While ready made solutions might perfectly match a company’s requirements, internal software can be customised to fit a company’s distinct needs. On the other hand, in-house teams might face difficulties adapting software to future growth and changes. The shifting trends in the market and evolving competition can render your solution irrelevant.
5. Other risks
Developing software in-house is a bit of a gamble, as there’s no surefire guarantee it’ll meet all your organisation’s needs. On the flip side, when you acquire software from a vendor, you’re taking a chance on depending on them and getting tied into their way of doing things. Those startup solutions might seem promising, but smaller companies could go under, leaving your purchased software with no maintenance.
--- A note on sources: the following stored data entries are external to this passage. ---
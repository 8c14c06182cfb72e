use super::condition::matches_all;
use super::domain::{AllocationRule, Transaction};

/// How many rules claimed a transaction.
#[derive(Debug, Clone, PartialEq)]
pub enum MatchOutcome<'a> {
    NoMatch,
    Single(&'a AllocationRule),
    Conflict(Vec<&'a AllocationRule>),
}

/// Every rule whose full condition set matches, in input order.
///
/// There is no priority short-circuit: all rules are evaluated.
pub fn find_matches<'a>(
    transaction: &Transaction,
    rules: &'a [AllocationRule],
) -> Vec<&'a AllocationRule> {
    rules
        .iter()
        .filter(|rule| matches_all(transaction, &rule.conditions))
        .collect()
}

pub fn classify<'a>(transaction: &Transaction, rules: &'a [AllocationRule]) -> MatchOutcome<'a> {
    let mut matching = find_matches(transaction, rules);
    match matching.len() {
        0 => MatchOutcome::NoMatch,
        1 => MatchOutcome::Single(matching.remove(0)),
        _ => MatchOutcome::Conflict(matching),
    }
}
use crate::infra::{seed_ledger, SEEDED_OWNER, SEEDED_PROPERTY};
use clap::Args;
use property_ledger::allocation::{
    is_loan_payment_message, parse_loan_payment_details, AllocationAction, AllocationResult,
    LoanPaymentMessage, PropertyId, UserId,
};
use property_ledger::config::AppConfig;
use property_ledger::error::AppError;
use rust_decimal::Decimal;
use serde::Serialize;

#[derive(Args, Debug, Default)]
pub(crate) struct DemoArgs {
    /// Caller id used for the ownership check (the seeded owner is 1).
    #[arg(long)]
    pub(crate) user: Option<i64>,
    /// Classify without saving anything.
    #[arg(long)]
    pub(crate) dry_run: bool,
    /// Print the allocation result as JSON instead of text.
    #[arg(long)]
    pub(crate) json: bool,
}

#[derive(Args, Debug)]
pub(crate) struct ParseMessageArgs {
    /// Bank message, e.g. "Lyhennys 244,25 euroa Korko 166,37 euroa"
    pub(crate) message: String,
    /// Print the decomposition as JSON.
    #[arg(long)]
    pub(crate) json: bool,
}

pub(crate) fn run_demo(args: DemoArgs) -> Result<(), AppError> {
    let DemoArgs {
        user,
        dry_run,
        json,
    } = args;

    let config = AppConfig::load()?;
    let ledger = seed_ledger(config.allocation)?;
    let user = user.map(UserId).unwrap_or(SEEDED_OWNER);
    let property_id = SEEDED_PROPERTY;

    let result = if dry_run {
        ledger
            .service
            .preview(&user, property_id, &ledger.transaction_ids)?
    } else {
        ledger
            .service
            .apply(&user, property_id, &ledger.transaction_ids)?
    };

    if json {
        println!("{}", to_pretty_json(&result)?);
        return Ok(());
    }

    render_result(property_id, &result, dry_run);

    for entry in &result.allocated {
        if entry.action != AllocationAction::LoanSplit || dry_run {
            continue;
        }
        if let Some(transaction) = ledger.transactions.fetch(entry.transaction_id)? {
            println!("\nLoan split for transaction {}", transaction.id);
            for expense in &transaction.expenses {
                println!(
                    "  {:<18} {:>10}  (expense type {})",
                    expense.description, expense.amount, expense.type_id
                );
            }
        }
    }

    Ok(())
}

fn render_result(property_id: PropertyId, result: &AllocationResult, dry_run: bool) {
    let summary = result.summary();
    let mode = if dry_run { " (dry run)" } else { "" };
    println!("Allocation report for property {property_id}{mode}");
    println!(
        "  allocated: {}  skipped: {}  conflicting: {}",
        summary.allocated, summary.skipped, summary.conflicting
    );

    if !result.allocated.is_empty() {
        println!("\nAllocated");
        for entry in &result.allocated {
            let action = match entry.action {
                AllocationAction::TypeSet => "type set",
                AllocationAction::LoanSplit => "loan split",
            };
            println!(
                "  #{:<4} {:<20} {}",
                entry.transaction_id, entry.rule_name, action
            );
        }
    }

    if !result.skipped.is_empty() {
        println!("\nSkipped");
        for entry in &result.skipped {
            println!("  #{:<4} {}", entry.transaction_id, entry.reason.label());
        }
    }

    if !result.conflicting.is_empty() {
        println!("\nConflicting");
        for entry in &result.conflicting {
            let names: Vec<_> = entry.rules.iter().map(|rule| rule.name.as_str()).collect();
            println!("  #{:<4} {}", entry.transaction_id, names.join(", "));
        }
    }
}

#[derive(Debug, Serialize)]
struct ParsedMessageView {
    loan_payment: bool,
    #[serde(skip_serializing_if = "Option::is_none")]
    principal: Option<Decimal>,
    #[serde(skip_serializing_if = "Option::is_none")]
    interest: Option<Decimal>,
    #[serde(skip_serializing_if = "Option::is_none")]
    handling_fee: Option<Decimal>,
    #[serde(skip_serializing_if = "Option::is_none")]
    remaining_balance: Option<Decimal>,
}

impl ParsedMessageView {
    fn from_message(message: &str) -> Self {
        let parsed = is_loan_payment_message(message)
            .then(|| parse_loan_payment_details(message))
            .flatten();
        match parsed {
            Some(LoanPaymentMessage {
                components,
                remaining_balance,
            }) => Self {
                loan_payment: true,
                principal: Some(components.principal),
                interest: Some(components.interest),
                handling_fee: Some(components.handling_fee),
                remaining_balance,
            },
            None => Self {
                loan_payment: false,
                principal: None,
                interest: None,
                handling_fee: None,
                remaining_balance: None,
            },
        }
    }
}

pub(crate) fn run_parse_message(args: ParseMessageArgs) -> Result<(), AppError> {
    let view = ParsedMessageView::from_message(&args.message);

    if args.json {
        println!("{}", to_pretty_json(&view)?);
        return Ok(());
    }

    if !view.loan_payment {
        println!("Not a loan payment message");
        return Ok(());
    }

    let amount = |value: Option<Decimal>| value.unwrap_or(Decimal::ZERO);
    println!("Principal     {:>12}", amount(view.principal));
    println!("Interest      {:>12}", amount(view.interest));
    println!("Handling fee  {:>12}", amount(view.handling_fee));
    if let Some(balance) = view.remaining_balance {
        println!("Remaining     {balance:>12}");
    }
    Ok(())
}

fn to_pretty_json<T: Serialize>(value: &T) -> Result<String, AppError> {
    serde_json::to_string_pretty(value)
        .map_err(|err| AppError::Io(std::io::Error::new(std::io::ErrorKind::InvalidData, err)))
}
You may also run into risk of your IT team getting diverted from the real business essentials at the cost of developing something, that won’t perform as you imagined.
The balanced path forward
While building in-house software can offer greater control and customisation, it may become more expensive and time consuming. On the other hand, purchasing off the shelf can be faster and cost effective, but may not fully meet the organisation’s specific needs. Ultimately, your team should carefully analyse your requirements and resources, taking into account factors such as cost, time, quality, flexibility, risks, and project goals.
I always say that buying vs. building yourself is a bit similar to creating abstract art. You might try to paint a similar-looking masterpiece, but upon closer examination, will it truly embody your vision, or will it lack that “spark” and value that an artist crafted piece can bring?
In other words, you may think you’re saving $$ by going DIY, but in the long run, you may spend more than what the other option could cost.